Because the state MAR court had not yet resolved issues pertaining to the alleged ineffective assistance of counsel, the 1987 MAR was still pending in 1994
Although North Carolina courts refer to the subsection 15A-1419(a) (2) bar as a "procedural bar" for purposes of reviewing a state court defendant's MAR, it is not a state procedural bar for purposes of federal habeas review. Subsection (a) (2) bars state MAR review of a claim that has been properly raised by a state court defendant, but rejected on the merits. Thus, it states a rule of res judicata and law of the case, precluding re-litigation of the claim though the MAR proceeding
The state's reliance upon a fifth case — that of Henry Lee Hunt — is wholly inapposite. In Hunt, the North Carolina Supreme Court rejected on the merits a unanimity claim raised by Hunt on direct appeal. See State v. Hunt, 323 N.C. 407, 373 S.E.2d 400, 417 (1988). However, because that decision was based upon the reasons stated in its opinion in State v. McKoy, 323 N.C. 1, 372 S.E.2d 12 (1988), the Hunt decision was vacated and remanded by the United States Supreme Court for further reconsideration in light of the Supreme Court's overruling of that decision in McKoy v. North Carolina, 494 U.S. 433, 110 S. Ct. 1227, 108 L. Ed. 2d 369 (1990). See Hunt v.
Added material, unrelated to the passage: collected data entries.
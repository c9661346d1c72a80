//! Realty insights server
//!
//! Serves the prediction and SEO facades over HTTP and runs the periodic
//! forecast job.

use anyhow::{Context, Result};
use insights_lib::{
    cache::InMemoryCache,
    client::{HttpPredictionBackend, OpenAiChatClient},
    health::HealthRegistry,
    observability::StructuredLogger,
    predictor::{ForecastScheduler, PredictionService},
    seo::SeoOptimizationService,
    storage::{InMemorySeoRepository, SeoRepository, SqliteSeoRepository},
};
use realty_insights::{api, config};
use std::sync::Arc;
use tokio::sync::broadcast;
use tracing::{error, info};
use tracing_subscriber::{fmt, prelude::*, EnvFilter};

const SERVICE_VERSION: &str = env!("CARGO_PKG_VERSION");

#[tokio::main]
async fn main() -> Result<()> {
    // Initialize tracing with JSON output and env filter
    tracing_subscriber::registry()
        .with(EnvFilter::try_from_default_env().unwrap_or_else(|_| EnvFilter::new("info")))
        .with(fmt::layer().json())
        .init();

    info!("Starting insights-server");

    let config = config::AppConfig::load()?;
    info!(instance = %config.instance, port = config.api_port, "Service configured");

    let health_registry = HealthRegistry::new();
    health_registry.register_all().await;

    let backend = Arc::new(
        HttpPredictionBackend::new(&config.backends).context("Failed to build prediction backend")?,
    );
    let chat = OpenAiChatClient::new(config.chat.clone()).context("Failed to build chat client")?;
    let ai_model = chat.model().to_string();

    let repository: Arc<dyn SeoRepository> = match &config.storage.database_path {
        Some(path) => Arc::new(
            SqliteSeoRepository::open(path)
                .with_context(|| format!("Failed to open database {}", path.display()))?,
        ),
        None => Arc::new(InMemorySeoRepository::new()),
    };

    let predictions = PredictionService::with_cache(
        backend.clone(),
        Arc::new(InMemoryCache::from_config(&config.cache)),
    );
    let seo = SeoOptimizationService::builder(Arc::new(chat), repository)
        .config(config.seo.clone())
        .build();

    let logger = StructuredLogger::new(&config.instance);
    logger.log_startup(SERVICE_VERSION, &ai_model);

    let (shutdown_tx, _) = broadcast::channel::<()>(1);

    let mut app_state = api::AppState::new(health_registry.clone(), predictions, seo);
    if config.forecast_enabled {
        let scheduler = Arc::new(
            ForecastScheduler::new(backend, config.forecast.clone())
                .with_health(health_registry.clone()),
        );
        tokio::spawn(scheduler.clone().run(shutdown_tx.subscribe()));
        app_state = app_state.with_scheduler(scheduler);
    }

    health_registry.set_ready(true).await;

    let api_handle = tokio::spawn(api::serve(
        config.api_port,
        Arc::new(app_state),
        shutdown_tx.subscribe(),
    ));

    tokio::signal::ctrl_c().await?;
    logger.log_shutdown("SIGINT received");
    let _ = shutdown_tx.send(());

    match api_handle.await {
        Ok(Err(e)) => error!(error = %e, "API server exited with error"),
        Err(e) => error!(error = %e, "API server task panicked"),
        Ok(Ok(())) => {}
    }

    info!("Shutdown complete");
    Ok(())
}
North Carolina, 494 U.S. 1022, 110 S. Ct. 1464, 108 L. Ed. 2d 602 (1990). On remand, the North Carolina Supreme Court found that any McKoy error in Hunt's trial was harmless and affirmed Hunt's death sentence, see State v. Hunt, 330 N.C. 501, 411 S.E.2d 806, 814 (1992), and the Supreme Court denied certiorari, see Hunt v. North Carolina, 505 U.S. 1226, 112 S. Ct. 3045, 120 L. Ed. 2d 913 (1992).
Hunt apparently filed an MAR on December 3, 1992, re-raising the McKoy claim, which was found to be procedurally barred by order of the state MAR court in June 1994. The precise basis for the default ruling is not provided to us, but because Hunt raised the original challenge to the unanimity instruction given at his trial on direct appeal, we know the claim was not barred under subsection 15A-1419(a) (3). Rather, because the application of the procedural bar post-dates the North Carolina Supreme Court's determination that the McKoy violation was harmless error, we can assume that Hunt's 1992 McKoy claim was directed to the "harmless error" claim, which was subject to procedural bar by the MAR court under subsection 15A-1419(a) (2) (providing that a MAR claim may be procedurally barred under state MAR law if the issue was previously determined on the merits upon direct appeal or in a prior MAR). See also Hunt v. Lee, 291 F.3d 284, 287-88 (4th Cir. 2002) (setting forth the procedural history of Hunt's state appeal and post-conviction proceedings).
In the alternative, Brown contended that we should address the merits of his McKoy claim because he had established cause and prejudice for his procedural default, that our failure to do so would result in a manifest injustice, and that such review is warranted under Lee v. Kemna, 534 U.S. 362, 122 S. Ct. 877, 151 L. Ed. 2d 820 (2002). In view of our decision that the claim is not procedurally defaulted, we need not address these alternative grounds for review.